*** Opening of Provided entries ***

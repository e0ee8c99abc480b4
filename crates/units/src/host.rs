//! The host side of the boundary: records in, records out, parameter reads.
//!
//! Units never mutate host state; the only call back into the host is reading a parameter value
//! for a given record index.

use flowunit_http_tools::HttpTransport;
use flowunit_http_tools::response_shaping::ResponsePipeline;
use serde::{Deserialize, Serialize};
use serde_json::{Map, Value};

pub type JsonObject = Map<String, Value>;

/// One record of a batch. Read-only for units.
#[derive(Debug, Clone, Default, PartialEq, Serialize, Deserialize)]
pub struct InputRecord {
    pub json: JsonObject,
}

impl InputRecord {
    #[must_use]
    pub fn new(json: JsonObject) -> Self {
        Self { json }
    }
}

impl From<JsonObject> for InputRecord {
    fn from(json: JsonObject) -> Self {
        Self::new(json)
    }
}

/// One produced record, tagged with the index of the input it came from.
#[derive(Debug, Clone, PartialEq, Serialize, Deserialize)]
#[serde(rename_all = "camelCase")]
pub struct OutputRecord {
    pub json: JsonObject,
    pub paired_item: usize,
}

impl OutputRecord {
    /// Whether this record is a contained failure marker.
    #[must_use]
    pub fn is_error(&self) -> bool {
        self.json.contains_key("error") && self.json.contains_key("input")
    }
}

/// Read access to host-declared parameter values.
pub trait ParameterSource: Send + Sync {
    /// The value configured for `name` when processing record `item_index`, if any.
    fn parameter(&self, name: &str, item_index: usize) -> Option<Value>;
}

/// The same values for every record.
#[derive(Debug, Clone, Default)]
pub struct StaticParameters {
    values: JsonObject,
}

impl StaticParameters {
    #[must_use]
    pub fn new(values: JsonObject) -> Self {
        Self { values }
    }

    #[must_use]
    pub fn with(mut self, name: impl Into<String>, value: impl Into<Value>) -> Self {
        self.values.insert(name.into(), value.into());
        self
    }
}

impl ParameterSource for StaticParameters {
    fn parameter(&self, name: &str, _item_index: usize) -> Option<Value> {
        self.values.get(name).cloned()
    }
}

/// Shared values with optional per-record overrides (index-aligned with the batch).
#[derive(Debug, Clone, Default)]
pub struct PerItemParameters {
    base: JsonObject,
    items: Vec<JsonObject>,
}

impl PerItemParameters {
    #[must_use]
    pub fn new(base: JsonObject, items: Vec<JsonObject>) -> Self {
        Self { base, items }
    }
}

impl ParameterSource for PerItemParameters {
    fn parameter(&self, name: &str, item_index: usize) -> Option<Value> {
        self.items
            .get(item_index)
            .and_then(|item| item.get(name))
            .or_else(|| self.base.get(name))
            .cloned()
    }
}

/// Everything a batch run needs from its surroundings.
#[derive(Clone, Copy)]
pub struct ExecutionContext<'a> {
    pub parameters: &'a dyn ParameterSource,
    pub transport: &'a dyn HttpTransport,
    /// Contain per-record failures as error records instead of aborting.
    pub continue_on_fail: bool,
    /// Applied to every successful payload after the unit's own shaping.
    pub shaping: Option<&'a ResponsePipeline>,
}

impl<'a> ExecutionContext<'a> {
    #[must_use]
    pub fn new(parameters: &'a dyn ParameterSource, transport: &'a dyn HttpTransport) -> Self {
        Self {
            parameters,
            transport,
            continue_on_fail: false,
            shaping: None,
        }
    }

    #[must_use]
    pub fn continue_on_fail(mut self, enabled: bool) -> Self {
        self.continue_on_fail = enabled;
        self
    }

    #[must_use]
    pub fn shaped(mut self, pipeline: &'a ResponsePipeline) -> Self {
        self.shaping = Some(pipeline);
        self
    }
}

*** Close of Provided entries ***

Work order
Answer with a number only. How many lines in the records include the word "StaticParameters"?

Task answer
3